Dataset entries
----

//! Map viewer aggregate.
//! Owns every piece of session state and routes user input to the current
//! tool.
//!
//! This module is split into submodules by concern:
//! - `pointer`: clicks, drags, pointer moves and keys
//! - `queries`: attribute queries and box result selection
//! - `analysis`: buffer and route analysis
//! - `loading`: feature loading and raster point queries

mod analysis;
mod loading;
mod pointer;
mod queries;

pub use loading::RasterQuery;
pub use pointer::{ClickOutcome, Key};

use mapscope_core::{AppEvent, EventBus, LayerEvent, Result};
use serde::{Deserialize, Serialize};
use std::sync::Arc;

use crate::algorithms::{GeodesicEngine, GeometryService};
use crate::analysis::AnalysisState;
use crate::extent::Extent;
use crate::highlight::{HighlightChannel, HighlightStyle};
use crate::layer::{Layer, LayerStack, LayerStyle, OverlayKind, RasterLayer};
use crate::projection::LonLat;
use crate::surface::MapSurface;
use crate::tools::{InteractionMode, ModeCoordinator, ToolbarState};
use crate::viewport::{FitOptions, Viewport};

/// Ids of the overlay layers every viewer carries.
pub const DRAW_LAYER_ID: &str = "draw-overlay";
pub const MEASURE_LAYER_ID: &str = "measure-overlay";
pub const ANALYSIS_LAYER_ID: &str = "analysis-overlay";

/// Viewer behavior knobs.
#[derive(Debug, Clone, PartialEq, Serialize, Deserialize)]
pub struct ViewerOptions {
    /// Center restored by "reset view".
    pub home: LonLat,
    pub home_zoom: f64,
    /// Zoom cap when fitting a single selected feature.
    pub max_fit_zoom: f64,
    /// Click tolerance in pixels.
    pub hit_tolerance_px: f64,
    /// Padding when fitting a whole result set.
    pub result_padding: f64,
    /// Padding when fitting one selected feature.
    pub selection_padding: f64,
    /// Initial surface size in pixels.
    pub width: f64,
    pub height: f64,
}

impl Default for ViewerOptions {
    fn default() -> Self {
        Self {
            home: LonLat::new(116.4, 39.9),
            home_zoom: 4.0,
            max_fit_zoom: 15.0,
            hit_tolerance_px: 3.0,
            result_padding: 100.0,
            selection_padding: 50.0,
            width: 1280.0,
            height: 800.0,
        }
    }
}

/// The map viewer core.
pub struct MapViewer {
    layers: LayerStack,
    rasters: Vec<RasterLayer>,
    viewport: Viewport,
    coordinator: ModeCoordinator,
    analysis: AnalysisState,
    engine: Arc<dyn GeometryService>,
    options: ViewerOptions,
    /// Bumped on every QuerySingle click; a raster answer only applies to
    /// the click that launched it.
    point_queries: u64,
}

impl MapViewer {
    /// Creates a viewer with the default geometry engine.
    pub fn new(surface: Box<dyn MapSurface>, bus: Arc<EventBus>, options: ViewerOptions) -> Self {
        Self::with_engine(surface, bus, options, Arc::new(GeodesicEngine::new()))
    }

    pub fn with_engine(
        surface: Box<dyn MapSurface>,
        bus: Arc<EventBus>,
        options: ViewerOptions,
        engine: Arc<dyn GeometryService>,
    ) -> Self {
        let mut layers = LayerStack::new();
        layers.push(Layer::overlay(ANALYSIS_LAYER_ID, OverlayKind::Analysis));
        layers.push(Layer::overlay(DRAW_LAYER_ID, OverlayKind::Draw));
        layers.push(Layer::overlay(MEASURE_LAYER_ID, OverlayKind::Measure));
        for channel in HighlightChannel::QUERY {
            layers.push(Layer::overlay(
                format!("highlight-{}", channel),
                OverlayKind::Highlight(channel),
            ));
        }

        let viewport = Viewport::new(
            options.width,
            options.height,
            options.home.to_map(),
            options.home_zoom,
        );
        let mut viewer = Self {
            layers,
            rasters: Vec::new(),
            viewport,
            coordinator: ModeCoordinator::new(surface, bus),
            analysis: AnalysisState::new(),
            engine,
            options,
            point_queries: 0,
        };
        viewer.show_view();
        viewer
    }

    pub fn options(&self) -> &ViewerOptions {
        &self.options
    }

    pub fn layers(&self) -> &LayerStack {
        &self.layers
    }

    /// Registers a data layer; false if the id is taken.
    pub fn add_layer(&mut self, layer: Layer) -> bool {
        let id = layer.id.clone();
        let added = self.layers.push(layer);
        if added {
            tracing::debug!("Layer {} registered", id);
        } else {
            tracing::warn!("Layer {} already registered", id);
        }
        added
    }

    pub fn rasters(&self) -> &[RasterLayer] {
        &self.rasters
    }

    pub fn add_raster(&mut self, raster: RasterLayer) {
        self.rasters.push(raster);
    }

    /// Shows or hides a data layer. Returns false for unknown layers.
    pub fn set_layer_visible(&mut self, layer_id: &str, visible: bool) -> bool {
        let Some(layer) = self.layers.get_mut(layer_id).filter(|l| !l.is_overlay()) else {
            return false;
        };
        layer.visible = visible;
        self.publish(AppEvent::Layer(LayerEvent::VisibilityChanged {
            layer_id: layer_id.to_string(),
            visible,
        }));
        true
    }

    /// Restyles a data layer. Features already copied into a highlight
    /// channel keep their look until highlighted again.
    pub fn set_layer_style(&mut self, layer_id: &str, style: LayerStyle) -> bool {
        let Some(layer) = self.layers.get_mut(layer_id).filter(|l| !l.is_overlay()) else {
            return false;
        };
        layer.style = style;
        self.publish(AppEvent::Layer(LayerEvent::StyleChanged {
            layer_id: layer_id.to_string(),
        }));
        true
    }

    pub fn set_raster_visible(&mut self, raster_id: &str, visible: bool) -> bool {
        match self.rasters.iter_mut().find(|r| r.id == raster_id) {
            Some(raster) => {
                raster.visible = visible;
                true
            }
            None => false,
        }
    }

    pub fn set_highlight_style(&mut self, channel: HighlightChannel, style: HighlightStyle) {
        self.coordinator.highlights_mut().set_style(channel, style);
    }

    pub fn viewport(&self) -> &Viewport {
        &self.viewport
    }

    /// Resizes the map area.
    pub fn resize(&mut self, width: f64, height: f64) {
        self.viewport.set_size(width, height);
        self.show_view();
    }

    pub fn pan_by_pixels(&mut self, dx: f64, dy: f64) {
        self.viewport.pan_by_pixels(dx, dy);
        self.show_view();
    }

    pub fn set_zoom(&mut self, zoom: f64) {
        self.viewport.set_zoom(zoom);
        self.show_view();
    }

    pub fn coordinator(&self) -> &ModeCoordinator {
        &self.coordinator
    }

    pub fn coordinator_mut(&mut self) -> &mut ModeCoordinator {
        &mut self.coordinator
    }

    pub fn current_mode(&self) -> InteractionMode {
        self.coordinator.current()
    }

    pub fn toolbar(&self) -> ToolbarState {
        self.coordinator.toolbar()
    }

    pub fn analysis(&self) -> &AnalysisState {
        &self.analysis
    }

    pub fn engine(&self) -> &dyn GeometryService {
        self.engine.as_ref()
    }

    /// Activates a tool.
    pub fn activate(&mut self, mode: InteractionMode) -> Result<()> {
        self.coordinator.activate(mode)
    }

    /// Toolbar button press: activates the tool, or leaves it when it is
    /// already current.
    pub fn toggle(&mut self, mode: InteractionMode) -> Result<()> {
        if mode != InteractionMode::None && self.coordinator.current() == mode {
            self.coordinator.deactivate();
            Ok(())
        } else {
            self.coordinator.activate(mode)
        }
    }

    pub fn deactivate(&mut self) {
        self.coordinator.deactivate();
    }

    /// Recenters on the home view and leaves every tool, dropping measured
    /// and drawn features. Analysis outputs stay.
    pub fn reset_view(&mut self) {
        self.coordinator.deactivate();
        self.coordinator.clear_measurements();
        self.coordinator.clear_drawings();
        self.viewport.set_center(self.options.home.to_map());
        self.viewport.set_zoom(self.options.home_zoom);
        self.show_view();
        self.coordinator.status_mut().info("View reset");
    }

    /// Removes every measurement.
    pub fn clear_measurements(&mut self) {
        let removed = self.coordinator.clear_measurements();
        if removed > 0 {
            self.coordinator
                .status_mut()
                .info(format!("Cleared {} measurements", removed));
        }
    }

    /// Removes every drawn feature.
    pub fn clear_drawings(&mut self) {
        let removed = self.coordinator.clear_drawings();
        if removed > 0 {
            self.coordinator.status_mut().info("Cleared all drawn features");
        }
    }

    /// Fits the view to `extent`. Empty extents leave the view alone.
    pub(crate) fn fit(&mut self, extent: &Extent, options: FitOptions) -> bool {
        let fitted = self.viewport.fit_extent(extent, options);
        if fitted {
            self.show_view();
        }
        fitted
    }

    pub(crate) fn fit_result(&mut self, extent: &Extent) -> bool {
        self.fit(extent, FitOptions::padded(self.options.result_padding))
    }

    pub(crate) fn fit_selection(&mut self, extent: &Extent) -> bool {
        self.fit(
            extent,
            FitOptions::padded(self.options.selection_padding)
                .with_max_zoom(self.options.max_fit_zoom),
        )
    }

    fn show_view(&mut self) {
        self.coordinator.surface_mut().show_view(&self.viewport);
    }

    /// Click tolerance in map units at the current resolution.
    pub(crate) fn hit_tolerance(&self) -> f64 {
        self.options.hit_tolerance_px * self.viewport.resolution()
    }

    /// Re-derives the analysis highlight channel from the analysis outputs.
    pub(crate) fn refresh_analysis_channel(&mut self) {
        let features = self.analysis.features();
        self.coordinator
            .highlights_mut()
            .set(HighlightChannel::Analysis, &features);
    }

    pub(crate) fn publish(&self, event: AppEvent) {
        self.coordinator.status().publish(event);
    }
}

impl std::fmt::Debug for MapViewer {
    fn fmt(&self, f: &mut std::fmt::Formatter<'_>) -> std::fmt::Result {
        f.debug_struct("MapViewer")
            .field("layers", &self.layers.len())
            .field("rasters", &self.rasters.len())
            .field("viewport", &self.viewport)
            .field("coordinator", &self.coordinator)
            .finish()
    }
}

----

● Goal of the exercise
Look above for the line that contains "pub fn set_zoom(&mut". Starting there, transcribe every line exactly until you have copied the line that contains "Removes every measurement.".

● Task result
    pub fn set_zoom(&mut self, zoom: f64) {
        self.viewport.set_zoom(zoom);
        self.show_view();
    }

    pub fn coordinator(&self) -> &ModeCoordinator {
        &self.coordinator
    }

    pub fn coordinator_mut(&mut self) -> &mut ModeCoordinator {
        &mut self.coordinator
    }

    pub fn current_mode(&self) -> InteractionMode {
        self.coordinator.current()
    }

    pub fn toolbar(&self) -> ToolbarState {
        self.coordinator.toolbar()
    }

    pub fn analysis(&self) -> &AnalysisState {
        &self.analysis
    }

    pub fn engine(&self) -> &dyn GeometryService {
        self.engine.as_ref()
    }

    /// Activates a tool.
    pub fn activate(&mut self, mode: InteractionMode) -> Result<()> {
        self.coordinator.activate(mode)
    }

    /// Toolbar button press: activates the tool, or leaves it when it is
    /// already current.
    pub fn toggle(&mut self, mode: InteractionMode) -> Result<()> {
        if mode != InteractionMode::None && self.coordinator.current() == mode {
            self.coordinator.deactivate();
            Ok(())
        } else {
            self.coordinator.activate(mode)
        }
    }

    pub fn deactivate(&mut self) {
        self.coordinator.deactivate();
    }

    /// Recenters on the home view and leaves every tool, dropping measured
    /// and drawn features. Analysis outputs stay.
    pub fn reset_view(&mut self) {
        self.coordinator.deactivate();
        self.coordinator.clear_measurements();
        self.coordinator.clear_drawings();
        self.viewport.set_center(self.options.home.to_map());
        self.viewport.set_zoom(self.options.home_zoom);
        self.show_view();
        self.coordinator.status_mut().info("View reset");
    }

    /// Removes every measurement.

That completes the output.